Il lamento è chiusura: l’offerta, in quanto dono d’amore, è apertura. Ed è anche per questo che l’offerta diviene “medicina” al lamento, e ripara, essendo atto di Riconoscenza, la «non-Riconoscenza» dell’io brontolone.

Quando ci lamentiamo con gli altri cerchiamo – non in Dio - la loro comprensione, la loro compassione, la loro consolazione… ma queste ci lasciano, il più delle volte, vuoti come prima, perché chi si lamenta non è mai sazio di lamenti e, come accade con ogni tentazione, una tira l’altra!

Se mettiamo a tacere il nostro io che cerca consolazione – non in Dio - attraverso il lamento, non ci verrà a mancare la consolazione – questa volta in Dio – che ci giunge con l’offerta.

Nel silenzio offerente parla in noi la voce del Consolatore, la voce dello Spirito che non solo ci invita ad offrire e ci insegna come farlo, ma nello stesso tempo dona conforto alla nostra anima… il conforto della Riconoscenza della Presenza di Dio, proprio in quell’abbraccio d’amore e di dolore che è la croce che siamo chiamati a portare, e di cui siamo tentati di lamentarci!

L’offerta, dunque, consola il Cuore ferito di Gesù e nello stesso tempo dona consolazione e pace alla nostra anima, perché il vero conforto di cui abbiamo bisogno è quello del riconoscere l’unità con Dio, la Sua rassicurante Presenza che è per noi forza e grazia in ogni prova della vita.

Il lamento, con il suo atteggiamento di chiusura, ci fa sentire davvero soli, privi della consolante Presenza di Dio, “in compagnia” solo del dolore del peccato, della «non-Riconoscenza», del rancore e dell’invidia suscitati dall’avversario.

Offriamo, dunque, il nostro non lamentarci per riparare alle troppe, vuote ed inutili parole di lamento dell’io; mettiamolo a tacere, perché il nostro silenzio offerente sia consolazione per il Cuore di Gesù… e sia vera consolazione in Dio anche per noi, nel riconoscerci uniti a Lui proprio nell’offerta della sofferenza.

5) la bestemmia

 

7. L’insegnamento dei santi

1) Sr Maria Veronica del Volto Santo

Sr Maria Veronica del Santo Volto, «Nonna Susanna», figlia spirituale di don Rua e di riflesso di don Bosco, ci chiama a vivere la Riconoscenza, a dire il nostro grazie "per noi e per tutti"... E per tutto, ovvero ci invita a non lamentarci di nulla!

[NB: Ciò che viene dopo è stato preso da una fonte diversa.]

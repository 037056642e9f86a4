// Sideband
// Copyright (c) 2025 The Project Sideband Developers.
//
// This Source Code Form is subject to the terms of the Mozilla Public
// License, v. 2.0. If a copy of the MPL was not distributed with this
// file, You can obtain one at https://mozilla.org/MPL/2.0/.

//! Demodulation of the RDS DPSK subcarriers from an FM multiplex signal.
//!
//! Per data stream: mix down with a phase-coherent oscillator, lowpass, decimate, recover
//! symbol timing, demodulate BPSK with a carrier phase-locked loop, decode the biphase
//! symbol pairs, and differentially decode into bits.

use chrono::{DateTime, Local};

use sideband_core::dsp::agc::Agc;
use sideband_core::dsp::complex::Complex;
use sideband_core::dsp::fir::FirFilter;
use sideband_core::dsp::nco::Nco;
use sideband_core::dsp::resampler::{Resampler, MAX_OUTPUTS_PER_INPUT};
use sideband_core::dsp::symsync::SymSync;
use sideband_core::dsp::{angular_freq, PI};
use sideband_core::errors::Result;

use crate::{BITS_PER_SECOND, TARGET_SAMPLE_RATE_HZ};

/// Samples read from the source at a time.
pub const INPUT_CHUNK_SIZE: usize = 8192;

/// Chunk capacity after resampling up from the minimum sample rate
/// (`INPUT_CHUNK_SIZE * MAX_RESAMPLE_RATIO`, plus one for rounding).
pub const CHUNK_BUFFER_SIZE: usize = 10_945;

const AGC_BANDWIDTH_HZ: f32 = 500.0;
const AGC_INITIAL_GAIN: f32 = 0.08;
const LOWPASS_ORDER: usize = 255;
const LOWPASS_CUTOFF_HZ: f32 = 2400.0;
const SYMSYNC_BANDWIDTH_HZ: f32 = 2200.0;
const SYMSYNC_DELAY: usize = 3;
const RESAMPLER_DELAY: usize = 13;
const SYMSYNC_BETA: f32 = 0.8;
const PLL_BANDWIDTH_HZ: f32 = 0.03;
const PLL_MULTIPLIER: f32 = 12.0;
const NUM_SYMSYNC_FILTERS: usize = 32;

const SAMPLES_PER_SYMBOL: usize = 3;

// 171000 / 1187.5 / 2 / 3 = 24: the lowpass output only needs to be evaluated at 7.125 kHz.
const DECIMATE_RATIO: u32 =
    (TARGET_SAMPLE_RATE_HZ / BITS_PER_SECOND / 2.0 / SAMPLES_PER_SYMBOL as f32) as u32;

/// One demodulated bit with its time offset, in seconds, from the start of the chunk.
#[derive(Clone, Copy, Debug)]
pub struct TimedBit {
    pub value: bool,
    pub time_from_chunk_start: f32,
}

/// Bits demodulated from one chunk of MPX.
#[derive(Clone, Debug)]
pub struct BitBuffer {
    /// Timestamp for when the last sample of the chunk was received, in system time.
    pub time_received: DateTime<Local>,
    /// Time offset of the first sample of the chunk, in seconds from the start of the input.
    pub chunk_time_from_start: f64,
    /// Number of data streams (1 to 4).
    pub num_streams: usize,
    /// One vector per data stream.
    pub bits: [Vec<TimedBit>; 4],
}

/// A chunk of single-channel MPX samples.
#[derive(Clone, Debug)]
pub struct MpxBuffer {
    pub data: Vec<f32>,
    pub time_received: DateTime<Local>,
}

impl MpxBuffer {
    pub fn new() -> Self {
        MpxBuffer { data: Vec::with_capacity(CHUNK_BUFFER_SIZE), time_received: Local::now() }
    }
}

impl Default for MpxBuffer {
    fn default() -> Self {
        Self::new()
    }
}

/// Decodes biphase symbols from PSK symbols.
///
/// At the correct clock phase, a symbol in constellation {-1, 0} maps to 0 and {1, 0} to 1.
/// Only every second difference is a biphase symbol; the correct parity is chosen by
/// periodically comparing signal energy between even and odd phases.
#[derive(Clone, Debug)]
pub struct BiphaseDecoder {
    prev_psk_symbol: Complex,
    clock_history: [f32; 128],
    clock: usize,
    clock_polarity: usize,
}

impl Default for BiphaseDecoder {
    fn default() -> Self {
        BiphaseDecoder {
            prev_psk_symbol: Complex::default(),
            clock_history: [0.0; 128],
            clock: 0,
            clock_polarity: 0,
        }
    }
}

impl BiphaseDecoder {
    pub fn new() -> Self {
        Default::default()
    }

    /// Returns the biphase symbol when the clock phase is right, otherwise `None`.
    pub fn push(&mut self, psk_symbol: Complex) -> Option<bool> {
        let biphase_symbol = (psk_symbol - self.prev_psk_symbol) * 0.5;
        let value = biphase_symbol.re >= 0.0;
        let is_valid_phase = self.clock % 2 == self.clock_polarity;
        self.prev_psk_symbol = psk_symbol;

        self.clock_history[self.clock] = biphase_symbol.re.abs();
        self.clock += 1;

        // Periodically evaluate the validity of the chosen clock polarity
        if self.clock == self.clock_history.len() {
            let mut even = 0.0;
            let mut odd = 0.0;

            for (i, energy) in self.clock_history.iter_mut().enumerate() {
                if i % 2 == 0 {
                    even += *energy;
                }
                else {
                    odd += *energy;
                }
                *energy = 0.0;
            }

            if even > odd {
                self.clock_polarity = 0;
            }
            else if odd > even {
                self.clock_polarity = 1;
            }

            self.clock = 0;
        }

        is_valid_phase.then_some(value)
    }
}

/// Differential decoder: RDS data is differentially coded, so a bit is the change between
/// consecutive symbols.
#[derive(Clone, Copy, Debug, Default)]
pub struct DeltaDecoder {
    prev: bool,
}

impl DeltaDecoder {
    pub fn new() -> Self {
        Default::default()
    }

    pub fn decode(&mut self, symbol: bool) -> bool {
        let bit = symbol != self.prev;
        self.prev = symbol;
        bit
    }
}

// Phase distance of a symbol from the nearest point of the BPSK constellation.
fn bpsk_phase_error(symbol: Complex) -> f32 {
    if symbol.re >= 0.0 {
        symbol.im.atan2(symbol.re)
    }
    else {
        (-symbol.im).atan2(-symbol.re)
    }
}

// Demodulation context for one subcarrier.
struct Demod {
    agc: Agc,
    fir_lpf: FirFilter,
    symsync: SymSync,
    oscillator: Nco,
    biphase_decoder: BiphaseDecoder,
    delta_decoder: DeltaDecoder,
}

impl Demod {
    fn new() -> Self {
        let mut symsync =
            SymSync::rrc(SAMPLES_PER_SYMBOL, SYMSYNC_DELAY, SYMSYNC_BETA, NUM_SYMSYNC_FILTERS);
        symsync.set_bandwidth(SYMSYNC_BANDWIDTH_HZ / TARGET_SAMPLE_RATE_HZ);

        let mut oscillator = Nco::new(angular_freq(57_000.0, TARGET_SAMPLE_RATE_HZ));
        oscillator.set_pll_bandwidth(PLL_BANDWIDTH_HZ / TARGET_SAMPLE_RATE_HZ);

        Demod {
            agc: Agc::new(AGC_BANDWIDTH_HZ / TARGET_SAMPLE_RATE_HZ, AGC_INITIAL_GAIN),
            fir_lpf: FirFilter::lowpass(
                LOWPASS_ORDER,
                LOWPASS_CUTOFF_HZ / TARGET_SAMPLE_RATE_HZ,
                60.0,
            ),
            symsync,
            oscillator,
            biphase_decoder: BiphaseDecoder::new(),
            delta_decoder: DeltaDecoder::new(),
        }
    }
}

/// A bank of 1 (RDS) to 4 (RDS2) subcarrier demodulators sharing one sample clock.
pub struct SubcarrierSet {
    resample_ratio: f32,
    resampler: Resampler,
    demods: [Demod; 4],
    resampled: Vec<f32>,
    // Samples since the start of the input; overflows (and resets the time offset) every 7 h.
    sample_num: u32,
    sample_num_since_reset: u32,
}

impl SubcarrierSet {
    pub fn new(samplerate: f32) -> Result<Self> {
        let resample_ratio = TARGET_SAMPLE_RATE_HZ / samplerate;
        let mut resampler = Resampler::new(RESAMPLER_DELAY);
        resampler.set_ratio(resample_ratio)?;

        Ok(SubcarrierSet {
            resample_ratio,
            resampler,
            demods: [Demod::new(), Demod::new(), Demod::new(), Demod::new()],
            resampled: Vec::with_capacity(CHUNK_BUFFER_SIZE),
            sample_num: 0,
            sample_num_since_reset: 0,
        })
    }

    /// Resets the symbol-timing and carrier recovery. Called on the 7-hour counter rollover
    /// to avoid a phase discontinuity; never during normal decoding.
    pub fn reset(&mut self) {
        for demod in self.demods.iter_mut() {
            demod.symsync.reset();
            demod.oscillator.reset();
        }
        self.sample_num_since_reset = 0;
    }

    /// Seconds of signal processed since the last reset.
    /// Not to be used for measurements; it loses precision as the counter grows.
    pub fn seconds_since_last_reset(&self) -> f32 {
        self.sample_num_since_reset as f32 / TARGET_SAMPLE_RATE_HZ
    }

    fn resample_chunk(&mut self, chunk: &MpxBuffer) {
        self.resampled.clear();
        let mut out = [0.0f32; MAX_OUTPUTS_PER_INPUT];
        for &sample in &chunk.data {
            let num_resampled = self.resampler.execute(sample, &mut out);
            self.resampled.extend_from_slice(&out[..num_resampled]);
        }
    }

    /// Processes a chunk of MPX into raw bits, without any block synchronization.
    pub fn process_chunk(&mut self, chunk: &MpxBuffer, num_streams: usize) -> BitBuffer {
        let needs_resampling = self.resample_ratio != 1.0;
        if needs_resampling {
            self.resample_chunk(chunk);
        }

        let mut bitbuffer = BitBuffer {
            time_received: chunk.time_received,
            chunk_time_from_start: f64::from(self.sample_num) / f64::from(TARGET_SAMPLE_RATE_HZ),
            num_streams,
            bits: Default::default(),
        };

        let num_samples =
            if needs_resampling { self.resampled.len() } else { chunk.data.len() };

        // Pre-allocate the bit vectors
        let expected_num_bits =
            (num_samples as f32 * BITS_PER_SECOND / TARGET_SAMPLE_RATE_HZ * 1.1) as usize;
        for bits in bitbuffer.bits.iter_mut().take(num_streams) {
            bits.reserve(expected_num_bits);
        }

        // The whole processing delay at 171 kHz, for timestamping bits
        let processing_delay_samples = (RESAMPLER_DELAY as f32 * self.resample_ratio
            + self.demods[0].fir_lpf.group_delay()
            + 1.5 * (SYMSYNC_DELAY as u32 * DECIMATE_RATIO) as f32)
            .round() as i64;

        let mut must_reset = false;

        for i_sample in 0..num_samples {
            let sample = if needs_resampling {
                self.resampled[i_sample]
            }
            else {
                chunk.data[i_sample]
            };

            for (n_stream, demod) in self.demods.iter_mut().enumerate().take(num_streams) {
                // Running at 171 kHz (receiver's clock)

                // Mix down to baseband
                let baseband = demod.oscillator.mix_down(Complex::new(sample, 0.0), n_stream);
                demod.fir_lpf.push(baseband);

                if self.sample_num_since_reset % DECIMATE_RATIO == 0 {
                    // Running at 7.125 kHz (receiver's clock)
                    let lowpassed = demod.agc.execute(demod.fir_lpf.execute());

                    // Synchronize to the transmitter's biphase data clock
                    if let Some(symbol) = demod.symsync.execute(lowpassed) {
                        // Running at 2.375 kHz (transmitter's clock)
                        let phase_error = bpsk_phase_error(symbol).clamp(-PI, PI);
                        demod.oscillator.pll_step(phase_error * PLL_MULTIPLIER);

                        // One biphase symbol for every 2 PSK symbols
                        if let Some(biphase) = demod.biphase_decoder.push(symbol) {
                            // Running at 1.1875 kHz (transmitter's clock)
                            let bit = demod.delta_decoder.decode(biphase);
                            bitbuffer.bits[n_stream].push(TimedBit {
                                value: bit,
                                time_from_chunk_start: (i_sample as i64
                                    - processing_delay_samples)
                                    as f32
                                    / TARGET_SAMPLE_RATE_HZ,
                            });
                        }
                    }
                }

                demod.oscillator.step();
            }

            self.sample_num = self.sample_num.wrapping_add(1);

            // The rollover happens every (2^32) / 171000 Hz = 6 h 58 min. The symbol
            // synchronizer would otherwise see a sudden phase jump at that moment.
            let (next, rolled_over) = self.sample_num_since_reset.overflowing_add(1);
            self.sample_num_since_reset = next;
            must_reset |= rolled_over;
        }

        if must_reset {
            self.reset();
        }

        bitbuffer
    }
}

#[cfg(test)]
mod tests {
    use super::*;

    #[test]
    fn verify_delta_decoder() {
        let mut delta = DeltaDecoder::new();
        // 0 0 1 1 1 0 -> 0 0 1 0 0 1
        let input = [false, false, true, true, true, false];
        let output: Vec<bool> = input.iter().map(|&b| delta.decode(b)).collect();
        assert_eq!(output, [false, false, true, false, false, true]);
    }

    #[test]
    fn verify_biphase_decoder_rate() {
        let mut biphase = BiphaseDecoder::new();

        // Alternating ±1 PSK symbols: one output per two inputs
        let mut num_out = 0;
        for i in 0..256 {
            let s = Complex::new(if i % 2 == 0 { 1.0 } else { -1.0 }, 0.0);
            if biphase.push(s).is_some() {
                num_out += 1;
            }
        }
        assert_eq!(num_out, 128);
    }

    #[test]
    fn verify_bpsk_phase_error_sign() {
        // A slight counterclockwise rotation gives a positive error near either point
        assert!(bpsk_phase_error(Complex::new(1.0, 0.1)) > 0.0);
        assert!(bpsk_phase_error(Complex::new(-1.0, -0.1)) > 0.0);
        assert!(bpsk_phase_error(Complex::new(1.0, -0.1)) < 0.0);
        assert_eq!(bpsk_phase_error(Complex::new(1.0, 0.0)), 0.0);
    }

    #[test]
    fn verify_decimate_ratio() {
        assert_eq!(DECIMATE_RATIO, 24);
    }

    #[test]
    fn verify_chunk_processing_produces_bits() {
        let mut subcarriers = SubcarrierSet::new(TARGET_SAMPLE_RATE_HZ).unwrap();

        // A pure 57 kHz tone carries no data, but the pipeline must still clock out bits at
        // about 1187.5 bit/s once the synchronizers settle.
        let mut chunk = MpxBuffer::new();
        for i in 0..INPUT_CHUNK_SIZE {
            let t = i as f32 / TARGET_SAMPLE_RATE_HZ;
            chunk.data.push((2.0 * PI * 57_000.0 * t).sin() * 0.1);
        }

        let bits = subcarriers.process_chunk(&chunk, 1);
        let expected = INPUT_CHUNK_SIZE as f32 * BITS_PER_SECOND / TARGET_SAMPLE_RATE_HZ;

        assert!(bits.num_streams == 1);
        assert!((bits.bits[0].len() as f32 - expected).abs() <= 2.0);
        assert!(bits.bits[1].is_empty());
    }

    #[test]
    fn verify_out_of_range_sample_rate_rejected() {
        assert!(SubcarrierSet::new(48_000.0).is_err());
        assert!(SubcarrierSet::new(128_000.0).is_ok());
    }
}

2) San Domenico Savio e San Giovanni Bosco

San Domenico Savio diceva che loro, i ragazzi discepoli di don Bosco, facevano consistere la santità nello stare molto allegri, cioè nel saper fare offerta riparatrice di tutto, di ogni contrarietà (fame, sete, freddo, caldo, incomprensioni e umiliazioni) e guadagnar così anime a Dio... come insegnava loro don Bosco!!!

3) San Francesco d’Assisi

San Francesco cantava fra i dolori più acerbi: «E’ tanto il bene che mi aspetto che ogni pena mi è diletto».

8. Conclusioni spirituali

1) Abbiamo insistito sul detto popolare che "a lamentarsi si fa peccato", che è un modo di dire la medesima verità, comune a Sr Maria Veronica e a Domenico Savio. Facciamo di questo detto un aiuto a coltivare la riconoscenza ed evitare tutto ciò che impedisce all'anima di perfezionarsi nelle vie di Dio e, per noi, di vivere il carisma dei servi della Redenzione. Non cospargiamo le nostre anime del sale delle lacrime della vita... mettiamole piuttosto nel calice del Sacrifico Eucaristico perché diventino perle preziose!

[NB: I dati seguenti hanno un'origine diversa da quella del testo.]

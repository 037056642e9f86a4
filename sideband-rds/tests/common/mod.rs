// Sideband
// Copyright (c) 2025 The Project Sideband Developers.
//
// This Source Code Form is subject to the terms of the Mozilla Public
// License, v. 2.0. If a copy of the MPL was not distributed with this
// file, You can obtain one at https://mozilla.org/MPL/2.0/.

//! Helpers shared by the component tests.

// Not every test binary uses every helper.
#![allow(dead_code)]

use serde_json::Value;

use sideband_rds::group::{Block, BlockNumber, Group};
use sideband_rds::{Channel, Options};

/// Simulate losing one block to noise (the same block in every group).
#[derive(Clone, Copy, Debug, PartialEq)]
pub enum DeleteOneBlock {
    Block1 = 0,
    Block2,
    Block3,
    Block4,
    None,
}

/// Converts synchronized hex data (without offset words) into groups. Error correction is
/// omitted and ignored.
pub fn hex2groups(input_data: &[u64], block_to_delete: DeleteOneBlock) -> Vec<Group> {
    input_data
        .iter()
        .map(|&hexgroup| {
            let mut group = Group::new();
            group.disable_offsets();
            for (i, block_num) in [
                BlockNumber::Block1,
                BlockNumber::Block2,
                BlockNumber::Block3,
                BlockNumber::Block4,
            ]
            .into_iter()
            .enumerate()
            {
                let block = Block {
                    data: ((hexgroup >> (16 * (3 - i))) & 0xFFFF) as u16,
                    is_received: i != block_to_delete as usize,
                    ..Default::default()
                };
                group.set_block(block_num, block);
            }
            group
        })
        .collect()
}

/// Runs the full decoder over prebuilt groups and parses the JSON output back into objects.
pub fn groups2json(groups: Vec<Group>, options: &Options, pi: u16, stream: usize) -> Vec<Value> {
    let mut channel = Channel::with_pi(options, pi);
    let mut out = Vec::new();

    for group in groups {
        channel.process_group(group, stream, &mut out);
    }

    String::from_utf8(out)
        .unwrap()
        .lines()
        .map(|line| serde_json::from_str(line).unwrap())
        .collect()
}

/// Converts synchronized hex data into JSON records.
pub fn hex2json(input_data: &[u64], options: &Options, pi: u16) -> Vec<Value> {
    hex2json_with(input_data, options, pi, DeleteOneBlock::None)
}

pub fn hex2json_with(
    input_data: &[u64],
    options: &Options,
    pi: u16,
    block_to_delete: DeleteOneBlock,
) -> Vec<Value> {
    groups2json(hex2groups(input_data, block_to_delete), options, pi, 0)
}

/// Converts a string of unsynchronized ASCII bits into JSON records.
pub fn asciibin2json(bindata: &str, options: &Options) -> Vec<Value> {
    let mut channel = Channel::new(options, 0);
    let mut out = Vec::new();

    for ascii_bit in bindata.chars() {
        channel.process_bit(ascii_bit == '1', 0, &mut out);
    }

    String::from_utf8(out)
        .unwrap()
        .lines()
        .map(|line| serde_json::from_str(line).unwrap())
        .collect()
}

/// Converts a string of unsynchronized ASCII bits into groups.
pub fn asciibin2groups(bindata: &str, options: &Options) -> Vec<Group> {
    let mut block_stream = sideband_rds::block_sync::BlockStream::new(options.use_fec);
    let mut result = Vec::new();

    for ascii_bit in bindata.chars() {
        if ascii_bit != '0' && ascii_bit != '1' {
            continue;
        }
        block_stream.push_bit(ascii_bit == '1');
        if let Some(group) = block_stream.pop_group() {
            result.push(group);
        }
    }

    result
}

/// Flips a bit in a string of ASCII bits.
pub fn flip_ascii_bit(bits: &mut String, bit_index: usize) {
    let flipped = if bits.as_bytes()[bit_index] == b'0' { "1" } else { "0" };
    bits.replace_range(bit_index..bit_index + 1, flipped);
}
/// Type C groups, only transmitted on RDS2 data streams 1-3.
pub fn decode_c(
    group: &Group,
    tree: &mut Value,
    oda_app_for_pipe: &mut HashMap<u16, u16>,
    rft_files: &mut [RftFile; 16],
) {
    if !(group.has(Block1) && group.has(Block2) && group.has(Block3) && group.has(Block4)) {
        return;
    }

    let fid = get_bits(group.get(Block1), 14, 2);
    let fn_field = get_bits(group.get(Block1), 8, 6);

    if fid == 0 && fn_field == 0 {
        // Page 47: Legacy type A & B transmission
        tree::push(tree, &["debug"], "TODO: Tunnelling A & B over type C");
    }
    else if fid == 0 && (fn_field & 0b11_0000) == 0b10_0000 {
        decode_c_rft_data(group, tree, oda_app_for_pipe, rft_files, fn_field);
    }
    else if fid == 1 {
        // Page 47: Group type C ODA channel; channels 0-15 are reserved for additional data
        tree::set(tree, &["open_data_app", "channel"], fn_field);
        for byte in [
            get_u8(group.get(Block1), 0),
            get_u8(group.get(Block2), 8),
            get_u8(group.get(Block2), 0),
            get_u8(group.get(Block3), 8),
            get_u8(group.get(Block3), 0),
            get_u8(group.get(Block4), 8),
            get_u8(group.get(Block4), 0),
        ] {
            tree::push(tree, &["open_data_app", "app_data"], byte);
        }
    }
    else if fid == 0b10 && fn_field == 0 {
        decode_c_oda_assignment(group, tree, oda_app_for_pipe, rft_files);
    }
    else {
        tree::push(tree, &["debug"], format!("TODO: FID {} FN {}", fid, fn_field));
        for byte in [
            get_u8(group.get(Block2), 8),
            get_u8(group.get(Block2), 0),
            get_u8(group.get(Block3), 8),
            get_u8(group.get(Block3), 0),
            get_u8(group.get(Block4), 8),
            get_u8(group.get(Block4), 0),
        ] {
            tree::push(tree, &["open_data_app", "data"], byte);
        }
    }
}

#[cfg(test)]
mod tests {
    use super::*;

    #[test]
    fn verify_mjd_conversion() {
        assert_eq!(mjd_to_ymd(57_847), (2017, 4, 4));
        assert_eq!(mjd_to_ymd(58_423), (2018, 11, 1));
        assert_eq!(mjd_to_ymd(59_080), (2020, 8, 19));
        assert_eq!(mjd_to_ymd(59_724), (2022, 5, 25));
        assert_eq!(mjd_to_ymd(59_725), (2022, 5, 26));
    }

    #[test]
    fn verify_pin_validation() {
        let mut tree = Value::Null;
        // Day 15, 17:20
        assert!(decode_pin(0x7C54, &mut tree));
        assert_eq!(tree["prog_item_number"], 31_828);
        assert_eq!(tree["prog_item_started"]["day"], 15);
        assert_eq!(tree["prog_item_started"]["time"], "17:20");

        // Day 0 is invalid
        let mut tree = Value::Null;
        assert!(!decode_pin(0x02C4, &mut tree));
    }
}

2) Insegniamo ai nostri fratelli, particolarmente ai ragazzi e ai giovani, a farlo! Insegniamo loro a prestare attenzione alla Volontà di Dio, per riconoscerla ed adorarla in silenzio come Maria, Madre umilissima, e come i Magi. In questo diamo davvero segno di voler vivere la nostra chiamata alla paternità e alla maternità spirituale!

3) Dimostriamo, inoltre, di avere fiducia nel futuro della nostra gioventù e della società cristiana che è chiamata ad essere sempre più quella "società dell'amore" che la Chiesa ci insegna a costruire... nel cammino verso il Regno...

4) Dobbiamo costruire sempre più una cultura dell'incontro e non dello scontro, direbbe papa Francesco... dell'incontro con Gesù e dell'incontro con l'altro in cui vediamo il Volto di Dio...

5) Amiamo i fratelli con tutti noi stessi, con tutto quel "potenziale d'amore" di cui ci ha forniti il Battesimo.

6) Offriamo un sacrifico a Dio gradito... "per noi e per tutti"... Diciamo grazie, invece di lamentarci, e... ripariamo! In Dio, in Dio, in Dio!!!